- **Exercise**: Determine how many of the lines below include "BoundingBox", then respond with that number and no other text.

- **Extracted records**:
· · · · ·
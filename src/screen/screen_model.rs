use serde::{Deserialize, Serialize};
use std::fmt;

use crate::vision::vision_model::BoundingBox;

#[derive(Debug, Clone, Copy, PartialEq, Eq, Hash, PartialOrd, Ord, Serialize, Deserialize)]
#[serde(rename_all = "camelCase")]
pub enum ElementType {
    Button,
    TextField,
    StaticText,
}

impl ElementType {
    /// Suffix appended to generated case identifiers.
    pub fn suffix(&self) -> &'static str {
        match self {
            ElementType::Button => "Btn",
            ElementType::TextField => "Txt",
            ElementType::StaticText => "Lbl",
        }
    }

    pub fn as_str(&self) -> &'static str {
        match self {
            ElementType::Button => "button",
            ElementType::TextField => "textField",
            ElementType::StaticText => "staticText",
        }
    }

    /// Parse the wire name; accepts a few spellings seen in hand-written lists.
    pub fn parse(name: &str) -> Option<ElementType> {
        match name.trim().to_lowercase().as_str() {
            "button" | "btn" => Some(ElementType::Button),
            "textfield" | "text_field" | "input" | "field" => Some(ElementType::TextField),
            "statictext" | "static_text" | "label" | "text" => Some(ElementType::StaticText),
            _ => None,
        }
    }
}

impl fmt::Display for ElementType {
    fn fmt(&self, f: &mut fmt::Formatter<'_>) -> fmt::Result {
        f.write_str(self.as_str())
    }
}

/// Vertical screen region a span falls in.
#[derive(Debug, Clone, Copy, Default, PartialEq, Eq, Hash, Serialize, Deserialize)]
#[serde(rename_all = "lowercase")]
pub enum ScreenPosition {
    Header,
    #[default]
    Content,
    Footer,
}

/// Visual signals derived once per span.
#[derive(Debug, Clone, Copy, Default, PartialEq, Eq, Serialize, Deserialize)]
#[serde(rename_all = "camelCase")]
pub struct VisualContext {
    #[serde(default)]
    pub has_distinct_background: bool,
    #[serde(default)]
    pub is_in_button_like_object: bool,
    #[serde(default, alias = "hasStandardButtonSize")]
    pub has_standard_size: bool,
    #[serde(default, alias = "isAlignedWithOthers")]
    pub is_aligned: bool,
    #[serde(default)]
    pub position: ScreenPosition,
}

/// A classified UI element ready to be named in generated code.
#[derive(Debug, Clone, PartialEq, Serialize, Deserialize)]
#[serde(rename_all = "camelCase")]
pub struct UiElement {
    #[serde(rename = "type")]
    pub element_type: ElementType,
    pub text: String,
    pub case_identifier: String,
    #[serde(default)]
    pub bounds: BoundingBox,
    #[serde(default)]
    pub visual_context: VisualContext,
}

impl UiElement {
    pub fn top(&self) -> f64 {
        self.bounds.top().unwrap_or(0.0)
    }
}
· · · · ·
- **Output**: 2